◆ **To do**: Once you find the line containing "let out = dst.clone();" in the data below, copy it and each following line exactly, up to and including the line containing "for both branches", and nothing else.

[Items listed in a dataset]
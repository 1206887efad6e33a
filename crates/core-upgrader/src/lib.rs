// SPDX-License-Identifier: CC-BY-NC-ND-4.0

//! Core Upgrader - install, upgrade and roll back the proxy core binary
//!
//! Tracks the stable ("main") and alpha builds of the core side by side. Each
//! branch probes its installed and latest published version, downloads release
//! assets through mirrors, installs them with a backup of the previous binary, and
//! coordinates restarts of the running core with its supervisor.

pub mod branch;
pub mod config;
pub mod downloader;
pub mod error;
pub mod fsops;
pub mod installer;
pub mod permission;
pub mod platform;
pub mod prompt;
pub mod release;
pub mod supervisor;
pub mod version;

pub use branch::{BranchState, CoreBranch};
pub use config::{Branch, UpgraderConfig};
pub use error::{Result, UpgraderError};
pub use supervisor::{CoreSupervisor, RestartOutcome};
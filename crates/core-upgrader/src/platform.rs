// SPDX-License-Identifier: CC-BY-NC-ND-4.0

//! Platform-specific file and asset naming

use crate::config::{Branch, UpgraderConfig};
use crate::fsops::with_suffix;
use std::path::PathBuf;

#[cfg(target_os = "windows")]
pub const OS: &str = "windows";
#[cfg(target_os = "macos")]
pub const OS: &str = "darwin";
#[cfg(target_os = "freebsd")]
pub const OS: &str = "freebsd";
#[cfg(not(any(target_os = "windows", target_os = "macos", target_os = "freebsd")))]
pub const OS: &str = "linux";

#[cfg(target_arch = "x86_64")]
pub const ARCH: &str = "amd64";
#[cfg(target_arch = "aarch64")]
pub const ARCH: &str = "arm64";
#[cfg(target_arch = "x86")]
pub const ARCH: &str = "386";
#[cfg(target_arch = "arm")]
pub const ARCH: &str = "armv7";
#[cfg(not(any(
    target_arch = "x86_64",
    target_arch = "aarch64",
    target_arch = "x86",
    target_arch = "arm"
)))]
pub const ARCH: &str = std::env::consts::ARCH;

const CORE_NAME: &str = "mihomo";

/// File name of a branch's binary inside the core directory
pub fn core_file_name(branch: Branch) -> String {
    let suffix = if branch.is_alpha() { "-alpha" } else { "" };
    format!("{CORE_NAME}{suffix}{}", std::env::consts::EXE_SUFFIX)
}

/// Release asset name for this platform, e.g. `mihomo-linux-amd64-v1.19.0.gz`
pub fn asset_file_name(version: &str) -> String {
    asset_file_name_for(OS, ARCH, version)
}

pub fn asset_file_name_for(os: &str, arch: &str, version: &str) -> String {
    let ext = if os == "windows" { "zip" } else { "gz" };
    format!("{CORE_NAME}-{os}-{arch}-{version}.{ext}")
}

/// Windows runs binaries unrestricted; everywhere else the core needs capabilities granted
pub fn requires_permission_grant() -> bool {
    !cfg!(windows)
}

/// Fixed on-disk locations of one branch
#[derive(Debug, Clone, PartialEq, Eq)]
pub struct BranchPaths {
    pub binary: PathBuf,
    pub backup: PathBuf,
    pub working_dir: PathBuf,
}

impl BranchPaths {
    pub fn new(config: &UpgraderConfig, branch: Branch) -> Self {
        let binary = config.core_dir.join(core_file_name(branch));
        Self {
            backup: with_suffix(&binary, ".bak"),
            binary,
            working_dir: config.core_dir.clone(),
        }
    }

    /// Cache location for a downloaded asset
    pub fn cache_file(config: &UpgraderConfig, asset_name: &str) -> PathBuf {
        config.cache_dir.join(asset_name)
    }
}
// SPDX-License-Identifier: CC-BY-NC-ND-4.0

//! Backup-and-swap installation of a downloaded core asset
//!
//! The asset is fully extracted into a staging location before the live binary is
//! touched, so a corrupt download never costs the current install or its backup.

use crate::config::Branch;
use crate::error::{Result, UpgraderError};
use crate::fsops::{self, ignore_kinds};
use crate::platform::{BranchPaths, core_file_name};
use flate2::read::GzDecoder;
use std::fs::File;
use std::io::{self, BufReader, ErrorKind};
use std::path::{Path, PathBuf};

#[derive(Debug, Clone, Copy, PartialEq, Eq)]
pub enum ArchiveKind {
    Zip,
    Gzip,
}

impl ArchiveKind {
    pub fn from_asset_name(name: &str) -> Result<Self> {
        if name.ends_with(".zip") {
            Ok(Self::Zip)
        } else if name.ends_with(".gz") {
            Ok(Self::Gzip)
        } else {
            Err(UpgraderError::Install(format!("unsupported asset type: {name}")))
        }
    }
}

#[derive(Debug, Clone, PartialEq, Eq)]
pub struct InstallReport {
    /// Whether a previous binary was moved to the backup path
    pub backed_up: bool,
}

enum Staged {
    File(PathBuf),
    Dir(PathBuf),
}

impl Staged {
    async fn discard(&self) {
        let (Self::File(path) | Self::Dir(path)) = self;
        fsops::discard(path).await;
    }
}

/// Install `cache_file` as the branch's binary.
///
/// Order: stage, back up the current binary, swap the staged artifact in, drop the
/// cache file, mark executable.
pub async fn install(
    branch: Branch,
    paths: &BranchPaths,
    cache_file: &Path,
    scratch_dir: &Path,
) -> Result<InstallReport> {
    let asset_name = cache_file
        .file_name()
        .map(|n| n.to_string_lossy().into_owned())
        .unwrap_or_default();
    let kind = ArchiveKind::from_asset_name(&asset_name)?;

    tokio::fs::create_dir_all(&paths.working_dir).await?;

    tracing::info!("[{branch}] Extracting {asset_name}");
    let staged = stage(kind, paths, cache_file, scratch_dir).await?;
    if let Err(e) = validate_staged(branch, &staged).await {
        staged.discard().await;
        return Err(e);
    }

    let backed_up = fsops::move_if_exists(&paths.binary, &paths.backup)
        .await
        .map_err(|e| {
            UpgraderError::Install(format!(
                "failed to back up {}: {e}",
                paths.binary.display()
            ))
        })?;
    if backed_up {
        tracing::info!("[{branch}] Backed up previous core to {}", paths.backup.display());
    }

    let swapped = swap_in(branch, paths, &staged).await;
    staged.discard().await;
    swapped?;

    fsops::discard(cache_file).await;

    if !cfg!(windows) && !paths.binary.to_string_lossy().ends_with(".exe") {
        let chmod = set_executable(&paths.binary).await;
        ignore_kinds(chmod, &[ErrorKind::PermissionDenied, ErrorKind::Unsupported])
            .map_err(|e| UpgraderError::Install(format!("failed to mark executable: {e}")))?;
    }

    tracing::info!("[{branch}] Installed core at {}", paths.binary.display());
    Ok(InstallReport { backed_up })
}

async fn stage(
    kind: ArchiveKind,
    paths: &BranchPaths,
    cache_file: &Path,
    scratch_dir: &Path,
) -> Result<Staged> {
    let src = cache_file.to_path_buf();
    match kind {
        ArchiveKind::Gzip => {
            let dst = fsops::with_suffix(&paths.binary, ".new");
            let out = dst.clone();
            let result = tokio::task::spawn_blocking(move || gunzip_file(&src, &out))
                .await
                .map_err(|e| UpgraderError::Install(format!("extraction task failed: {e}")))?;
            if let Err(e) = result {
                fsops::discard(&dst).await;
                return Err(UpgraderError::Install(format!(
                    "failed to decompress {}: {e}",
                    cache_file.display()
                )));
            }
            Ok(Staged::File(dst))
        }
        ArchiveKind::Zip => {
            fsops::remove_if_exists(scratch_dir).await?;
            let dir = scratch_dir.to_path_buf();
            let result = tokio::task::spawn_blocking(move || unzip_to_dir(&src, &dir))
                .await
                .map_err(|e| UpgraderError::Install(format!("extraction task failed: {e}")))?;
            if let Err(e) = result {
                fsops::discard(scratch_dir).await;
                return Err(e);
            }
            Ok(Staged::Dir(scratch_dir.to_path_buf()))
        }
    }
}

/// Zip archives carry the binary under the stable file name for both branches
async fn validate_staged(branch: Branch, staged: &Staged) -> Result<()> {
    if let Staged::Dir(dir) = staged {
        let expected = dir.join(core_file_name(Branch::Main));
        if !fsops::exists(&expected).await {
            return Err(UpgraderError::Install(format!(
                "[{branch}] archive does not contain {}",
                core_file_name(Branch::Main)
            )));
        }
    }
    Ok(())
}

async fn swap_in(branch: Branch, paths: &BranchPaths, staged: &Staged) -> Result<()> {
    let fail = |what: &Path, e: io::Error| {
        UpgraderError::Install(format!("failed to move {} into place: {e}", what.display()))
    };

    match (staged, branch) {
        (Staged::File(file), _) => fsops::move_file(file, &paths.binary)
            .await
            .map_err(|e| fail(file.as_path(), e)),
        (Staged::Dir(dir), Branch::Alpha) => {
            // alpha archives may carry extra metadata; only the binary is kept
            let src = dir.join(core_file_name(Branch::Main));
            fsops::move_file(&src, &paths.binary)
                .await
                .map_err(|e| fail(src.as_path(), e))
        }
        (Staged::Dir(dir), Branch::Main) => {
            let mut entries = tokio::fs::read_dir(dir).await?;
            while let Some(entry) = entries.next_entry().await? {
                let src = entry.path();
                let dst = paths.working_dir.join(entry.file_name());
                if entry.file_type().await?.is_dir() {
                    fsops::remove_if_exists(&dst).await?;
                }
                fsops::move_file(&src, &dst)
                    .await
                    .map_err(|e| fail(src.as_path(), e))?;
            }
            Ok(())
        }
    }
}

#[cfg(unix)]
async fn set_executable(path: &Path) -> io::Result<()> {
    use std::os::unix::fs::PermissionsExt;
    let mut perms = tokio::fs::metadata(path).await?.permissions();
    perms.set_mode(0o755);
    tokio::fs::set_permissions(path, perms).await
}

#[cfg(not(unix))]
async fn set_executable(_path: &Path) -> io::Result<()> {
    Ok(())
}

fn gunzip_file(src: &Path, dst: &Path) -> io::Result<u64> {
    let input = File::open(src)?;
    let mut decoder = GzDecoder::new(BufReader::new(input));
    let mut out = File::create(dst)?;
    let written = io::copy(&mut decoder, &mut out)?;
    out.sync_all()?;
    Ok(written)
}

fn unzip_to_dir(src: &Path, dir: &Path) -> Result<()> {
    let zip_err = |e: zip::result::ZipError| {
        UpgraderError::Install(format!("invalid zip {}: {e}", src.display()))
    };

    let file = File::open(src)?;
    let mut archive = zip::ZipArchive::new(BufReader::new(file)).map_err(zip_err)?;
    std::fs::create_dir_all(dir)?;

    for i in 0..archive.len() {
        let mut entry = archive.by_index(i).map_err(zip_err)?;
        let Some(relative) = entry.enclosed_name() else {
            return Err(UpgraderError::Install(format!(
                "archive entry escapes target directory: {}",
                entry.name()
            )));
        };
        let out_path = dir.join(relative);

        if entry.is_dir() {
            std::fs::create_dir_all(&out_path)?;
            continue;
        }

        if let Some(parent) = out_path.parent() {
            std::fs::create_dir_all(parent)?;
        }
        let mut out = File::create(&out_path)?;
        io::copy(&mut entry, &mut out)?;

        #[cfg(unix)]
        if let Some(mode) = entry.unix_mode() {
            use std::os::unix::fs::PermissionsExt;
            std::fs::set_permissions(&out_path, std::fs::Permissions::from_mode(mode))?;
        }
    }

    Ok(())
}
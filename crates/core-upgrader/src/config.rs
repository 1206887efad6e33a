// SPDX-License-Identifier: CC-BY-NC-ND-4.0

//! Configuration module for the upgrader

use crate::error::{Result, UpgraderError};
use serde::{Deserialize, Serialize};
use std::fmt;
use std::path::{Path, PathBuf};
use std::str::FromStr;

/// Tag the alpha channel is published under
pub const ALPHA_TAG: &str = "Prerelease-Alpha";

/// Shortest quiet window allowed for the rollback availability check
pub const MIN_ROLLBACK_DEBOUNCE_MS: u64 = 500;

fn default_core_dir() -> PathBuf {
    PathBuf::from("data/mihomo")
}

fn default_cache_dir() -> PathBuf {
    PathBuf::from("data/.cache")
}

fn default_api_base_url() -> String {
    "https://api.github.com".to_string()
}

fn default_download_base_url() -> String {
    "https://github.com".to_string()
}

fn default_repo() -> String {
    "MetaCubeX/mihomo".to_string()
}

fn default_user_agent() -> String {
    concat!("core-upgrader/", env!("CARGO_PKG_VERSION")).to_string()
}

fn default_500() -> u64 {
    500
}

fn default_1000() -> u64 {
    1000
}

fn default_600() -> u64 {
    600
}

#[derive(Debug, Clone, Serialize, Deserialize)]
pub struct UpgraderConfig {
    /// Working directory of the core; both branch binaries live here
    #[serde(default = "default_core_dir")]
    pub core_dir: PathBuf,

    /// Where release assets are downloaded to before install
    #[serde(default = "default_cache_dir")]
    pub cache_dir: PathBuf,

    /// Branch the supervisor runs: "main" or "alpha"
    #[serde(default)]
    pub active_branch: Branch,

    /// GitHub token, sent as a bearer token on API requests (optional)
    #[serde(default, skip_serializing_if = "Option::is_none")]
    pub github_token: Option<String>,

    /// GitHub API base URL (overridable for testing)
    #[serde(default = "default_api_base_url")]
    pub api_base_url: String,

    /// Base URL release downloads and pages live under
    #[serde(default = "default_download_base_url")]
    pub download_base_url: String,

    /// Repository publishing the core, as "owner/name"
    #[serde(default = "default_repo")]
    pub repo: String,

    /// Download mirror prefixes, tried in order after the direct URL
    #[serde(default)]
    pub mirrors: Vec<String>,

    #[serde(default = "default_user_agent")]
    pub user_agent: String,

    /// Quiet window before backup existence is rechecked (milliseconds)
    #[serde(default = "default_500")]
    pub rollback_debounce_ms: u64,

    /// Delay before a cancelled download's cache file is removed (milliseconds)
    #[serde(default = "default_1000")]
    pub cancel_grace_ms: u64,

    /// How long the download progress notice may stay up (seconds)
    #[serde(default = "default_600")]
    pub progress_timeout_secs: u64,

    /// Arguments the core is started with; empty means `-d <core_dir>`
    #[serde(default, skip_serializing_if = "Vec::is_empty")]
    pub core_args: Vec<String>,
}

#[derive(Debug, Clone, Copy, Serialize, Deserialize, PartialEq, Eq, Hash, Default)]
#[serde(rename_all = "lowercase")]
pub enum Branch {
    #[default]
    Main,
    Alpha,
}

impl Branch {
    pub fn all() -> [Branch; 2] {
        [Self::Main, Self::Alpha]
    }

    pub fn is_alpha(self) -> bool {
        matches!(self, Self::Alpha)
    }

    pub fn as_str(self) -> &'static str {
        match self {
            Self::Main => "main",
            Self::Alpha => "alpha",
        }
    }

    /// Release API path relative to `repos/<repo>/`
    pub fn release_api_path(self) -> String {
        match self {
            Self::Main => "releases/latest".to_string(),
            Self::Alpha => format!("releases/tags/{ALPHA_TAG}"),
        }
    }
}

impl fmt::Display for Branch {
    fn fmt(&self, f: &mut fmt::Formatter<'_>) -> fmt::Result {
        f.write_str(self.as_str())
    }
}

impl FromStr for Branch {
    type Err = UpgraderError;

    fn from_str(s: &str) -> Result<Self> {
        match s.to_lowercase().as_str() {
            "main" | "stable" => Ok(Self::Main),
            "alpha" => Ok(Self::Alpha),
            other => Err(UpgraderError::Config(format!(
                "Unknown branch: '{other}'. Supported branches: main, alpha"
            ))),
        }
    }
}

impl UpgraderConfig {
    pub fn release_api_url(&self, branch: Branch) -> String {
        format!(
            "{}/repos/{}/{}",
            self.api_base_url.trim_end_matches('/'),
            self.repo,
            branch.release_api_path()
        )
    }

    /// Plain-text file holding the current alpha version
    pub fn alpha_version_url(&self) -> String {
        format!(
            "{}/{}/releases/download/{ALPHA_TAG}/version.txt",
            self.download_base_url.trim_end_matches('/'),
            self.repo
        )
    }

    pub fn release_page_url(&self, branch: Branch) -> String {
        let base = self.download_base_url.trim_end_matches('/');
        match branch {
            Branch::Main => format!("{base}/{}/releases/latest", self.repo),
            Branch::Alpha => format!("{base}/{}/releases/tag/{ALPHA_TAG}", self.repo),
        }
    }

    pub fn authorization(&self) -> Option<String> {
        self.github_token
            .as_deref()
            .filter(|t| !t.trim().is_empty())
            .map(|t| format!("Bearer {}", t.trim()))
    }

    pub fn rollback_debounce(&self) -> std::time::Duration {
        std::time::Duration::from_millis(self.rollback_debounce_ms.max(MIN_ROLLBACK_DEBOUNCE_MS))
    }

    pub fn cancel_grace(&self) -> std::time::Duration {
        std::time::Duration::from_millis(self.cancel_grace_ms)
    }

    pub fn core_args(&self) -> Vec<String> {
        if self.core_args.is_empty() {
            vec!["-d".to_string(), self.core_dir.display().to_string()]
        } else {
            self.core_args.clone()
        }
    }

    pub fn pid_file(&self) -> PathBuf {
        self.core_dir.join("pid.txt")
    }
}

impl Default for UpgraderConfig {
    fn default() -> Self {
        Self {
            core_dir: default_core_dir(),
            cache_dir: default_cache_dir(),
            active_branch: Branch::default(),
            github_token: None,
            api_base_url: default_api_base_url(),
            download_base_url: default_download_base_url(),
            repo: default_repo(),
            mirrors: Vec::new(),
            user_agent: default_user_agent(),
            rollback_debounce_ms: 500,
            cancel_grace_ms: 1000,
            progress_timeout_secs: 600,
            core_args: Vec::new(),
        }
    }
}

pub fn load_config(path: &Path) -> Result<UpgraderConfig> {
    if path.exists() {
        let content = std::fs::read_to_string(path)?;
        serde_json::from_str(&content)
            .map_err(|e| UpgraderError::Config(format!("Failed to parse config: {e}")))
    } else {
        // Create with defaults
        let config = UpgraderConfig::default();
        save_config(path, &config)?;
        Ok(config)
    }
}

pub fn save_config(path: &Path, config: &UpgraderConfig) -> Result<()> {
    if let Some(parent) = path.parent()
        && !parent.as_os_str().is_empty()
    {
        std::fs::create_dir_all(parent)?;
    }
    let temp_path = path.with_extension("tmp");
    let content = serde_json::to_string_pretty(config)?;

    // Atomic write
    std::fs::write(&temp_path, content)?;
    std::fs::rename(&temp_path, path)?;

    Ok(())
}

#[cfg(test)]
mod tests {
    use super::*;
    use tempfile::TempDir;

    #[test]
    fn test_default_config() {
        let config = UpgraderConfig::default();
        assert_eq!(config.core_dir, PathBuf::from("data/mihomo"));
        assert_eq!(config.cache_dir, PathBuf::from("data/.cache"));
        assert_eq!(config.active_branch, Branch::Main);
        assert_eq!(config.rollback_debounce_ms, 500);
        assert_eq!(config.cancel_grace_ms, 1000);
        assert!(config.github_token.is_none());
        assert!(config.mirrors.is_empty());
    }

    #[test]
    fn test_branch_urls() {
        let config = UpgraderConfig::default();
        assert_eq!(
            config.release_api_url(Branch::Main),
            "https://api.github.com/repos/MetaCubeX/mihomo/releases/latest"
        );
        assert_eq!(
            config.release_api_url(Branch::Alpha),
            "https://api.github.com/repos/MetaCubeX/mihomo/releases/tags/Prerelease-Alpha"
        );
        assert_eq!(
            config.alpha_version_url(),
            "https://github.com/MetaCubeX/mihomo/releases/download/Prerelease-Alpha/version.txt"
        );
        assert_eq!(
            config.release_page_url(Branch::Alpha),
            "https://github.com/MetaCubeX/mihomo/releases/tag/Prerelease-Alpha"
        );
    }

    #[test]
    fn test_branch_from_str() {
        assert_eq!("main".parse::<Branch>().unwrap(), Branch::Main);
        assert_eq!("Stable".parse::<Branch>().unwrap(), Branch::Main);
        assert_eq!("ALPHA".parse::<Branch>().unwrap(), Branch::Alpha);
        assert!("nightly".parse::<Branch>().is_err());
    }

    #[test]
    fn test_authorization_header() {
        let mut config = UpgraderConfig::default();
        assert!(config.authorization().is_none());

        config.github_token = Some("   ".to_string());
        assert!(config.authorization().is_none());

        config.github_token = Some("ghp_test".to_string());
        assert_eq!(config.authorization().as_deref(), Some("Bearer ghp_test"));
    }

    #[test]
    fn test_debounce_has_floor() {
        let config = UpgraderConfig {
            rollback_debounce_ms: 10,
            ..Default::default()
        };
        assert_eq!(config.rollback_debounce().as_millis(), 500);
    }

    #[test]
    fn test_default_core_args_point_at_core_dir() {
        let config = UpgraderConfig::default();
        assert_eq!(config.core_args(), vec!["-d", "data/mihomo"]);
    }

    #[test]
    fn test_load_creates_defaults_then_roundtrips() {
        let dir = TempDir::new().unwrap();
        let path = dir.path().join("upgrader.json");

        let created = load_config(&path).unwrap();
        assert!(path.exists());
        assert_eq!(created.repo, "MetaCubeX/mihomo");

        let config = UpgraderConfig {
            active_branch: Branch::Alpha,
            github_token: Some("token".to_string()),
            mirrors: vec!["https://mirror.example/".to_string()],
            ..Default::default()
        };
        save_config(&path, &config).unwrap();
        assert!(!path.with_extension("tmp").exists());

        let loaded = load_config(&path).unwrap();
        assert_eq!(loaded.active_branch, Branch::Alpha);
        assert_eq!(loaded.github_token, config.github_token);
        assert_eq!(loaded.mirrors, config.mirrors);
    }

    #[test]
    fn test_partial_config_uses_defaults() {
        let config: UpgraderConfig = serde_json::from_str(r#"{"active_branch":"alpha"}"#).unwrap();
        assert_eq!(config.active_branch, Branch::Alpha);
        assert_eq!(config.api_base_url, "https://api.github.com");
        assert_eq!(config.progress_timeout_secs, 600);
    }
}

◆ **Exercise result**:
            let out = dst.clone();
            let result = tokio::task::spawn_blocking(move || gunzip_file(&src, &out))
                .await
                .map_err(|e| UpgraderError::Install(format!("extraction task failed: {e}")))?;
            if let Err(e) = result {
                fsops::discard(&dst).await;
                return Err(UpgraderError::Install(format!(
                    "failed to decompress {}: {e}",
                    cache_file.display()
                )));
            }
            Ok(Staged::File(dst))
        }
        ArchiveKind::Zip => {
            fsops::remove_if_exists(scratch_dir).await?;
            let dir = scratch_dir.to_path_buf();
            let result = tokio::task::spawn_blocking(move || unzip_to_dir(&src, &dir))
                .await
                .map_err(|e| UpgraderError::Install(format!("extraction task failed: {e}")))?;
            if let Err(e) = result {
                fsops::discard(scratch_dir).await;
                return Err(e);
            }
            Ok(Staged::Dir(scratch_dir.to_path_buf()))
        }
    }
}

/// Zip archives carry the binary under the stable file name for both branches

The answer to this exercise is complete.